FreeSync and FreeSync 2 technologies will co-exist to offer a wide variety of advanced displays to gamers. All FreeSync-compatible Radeon™ GPUs will support FreeSync™ 2 technology, including the Radeon™ RX series GPUs based on the Polaris architecture which also supports DisplayPort3 HBR3 and enables UltraHD resolution beyond 60Hz. Multiple display vendors are actively evaluating several upcoming products for FreeSync™ 2 qualification.(Original Source)
Shares of Advanced Micro Devices are currently trading at $11.21, down $0.13 or -1.15%. AMD has a 1-year high of $12.42 and a 1-year low of $1.75. The stock’s 50-day moving average is $9.78 and its 200-day moving average is $7.21.

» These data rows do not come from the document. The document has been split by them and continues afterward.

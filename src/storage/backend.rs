//! Abstract object store trait.
//!
//! Every storage backend must implement [`ObjectStore`].  Objects are
//! opaque byte blobs addressed by a storage key, stored together with
//! their content type.  Reads happen out-of-band through time-limited
//! URLs, so the trait exposes [`ObjectStore::presigned_get_url`] instead
//! of a streaming read path.

use std::future::Future;
use std::pin::Pin;
use std::time::Duration;

use bytes::Bytes;
use thiserror::Error;

/// Fallback content type for objects stored without one.
pub const DEFAULT_CONTENT_TYPE: &str = "application/octet-stream";

/// A stored object's data plus the content type it was written with.
#[derive(Debug, Clone)]
pub struct StoredObject {
    /// Raw bytes of the object.
    pub data: Bytes,
    pub content_type: String,
}

/// Returned (inside `anyhow::Error`) when a key has no object.
#[derive(Debug, Error)]
#[error("Object not found at storage key: {0}")]
pub struct ObjectNotFound(pub String);

/// Async object storage contract.
pub trait ObjectStore: Send + Sync + 'static {
    /// Write `data` to `storage_key`, replacing any existing object.
    fn put(
        &self,
        storage_key: &str,
        data: Bytes,
        content_type: &str,
    ) -> Pin<Box<dyn Future<Output = anyhow::Result<()>> + Send + '_>>;

    /// Read the full object at `storage_key`.
    fn get(
        &self,
        storage_key: &str,
    ) -> Pin<Box<dyn Future<Output = anyhow::Result<StoredObject>> + Send + '_>>;

    /// Delete the object at `storage_key`. Missing objects are not an error.
    fn delete(
        &self,
        storage_key: &str,
    ) -> Pin<Box<dyn Future<Output = anyhow::Result<()>> + Send + '_>>;

    /// A URL granting read access to `storage_key` for `ttl`.
    ///
    /// Does not check that the object exists.
    fn presigned_get_url(
        &self,
        storage_key: &str,
        ttl: Duration,
    ) -> Pin<Box<dyn Future<Output = anyhow::Result<String>> + Send + '_>>;
}

/// True when `err` reports a missing object.
pub fn is_not_found(err: &anyhow::Error) -> bool {
    err.downcast_ref::<ObjectNotFound>().is_some()
}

On the ratings front, Advanced Micro Devices has been the subject of a number of recent research reports. In a report issued on December 20, Mizuho analyst Vijay Rakesh upgraded AMD to Buy, with a price target of $13, which represents a potential upside of 15% from where the stock is currently trading. Separately, on December 16, Jefferies Co.’s Mark Lipacis reiterated a Buy rating on the stock and has a price target of $13.
According to TipRanks.com, which ranks over 7,500 financial analysts and bloggers to gauge the performance of their past recommendations, Vijay Rakesh and Mark Lipacis have a yearly average return of 27.9% and 29.3% respectively. Rakesh has a success rate of 73% and is ranked #27 out of 4345 analysts, while Lipacis has a success rate of 80% and is ranked #13.
Overall, 2 research analysts have rated the stock with a Sell rating, 5 research analysts have assigned a Hold rating and 9 research analysts have given a Buy rating to the stock. When considering if perhaps the stock is under or overvalued, the average price target is $10.54 which is -7.1% under where the stock closed last Friday.
Advanced Micro Devices, Inc. is a global semiconductor company that develops computer processors and related technologies for business and consumer markets. It design and integrate technology for intelligent devices, including personal computers, game consoles and cloud servers. The company operates through the following segments: Computing and Graphics, and Enterprise, Embedded and Semi-Custom. The Computing and Graphics segment includes desktop, notebook processors, chipsets, discrete GPUs and professional graphics. The Enterprise, Embedded and Semi-Custom segment includes server and embedded processors, dense servers, semi-custom SoC products, engineering services and royalties.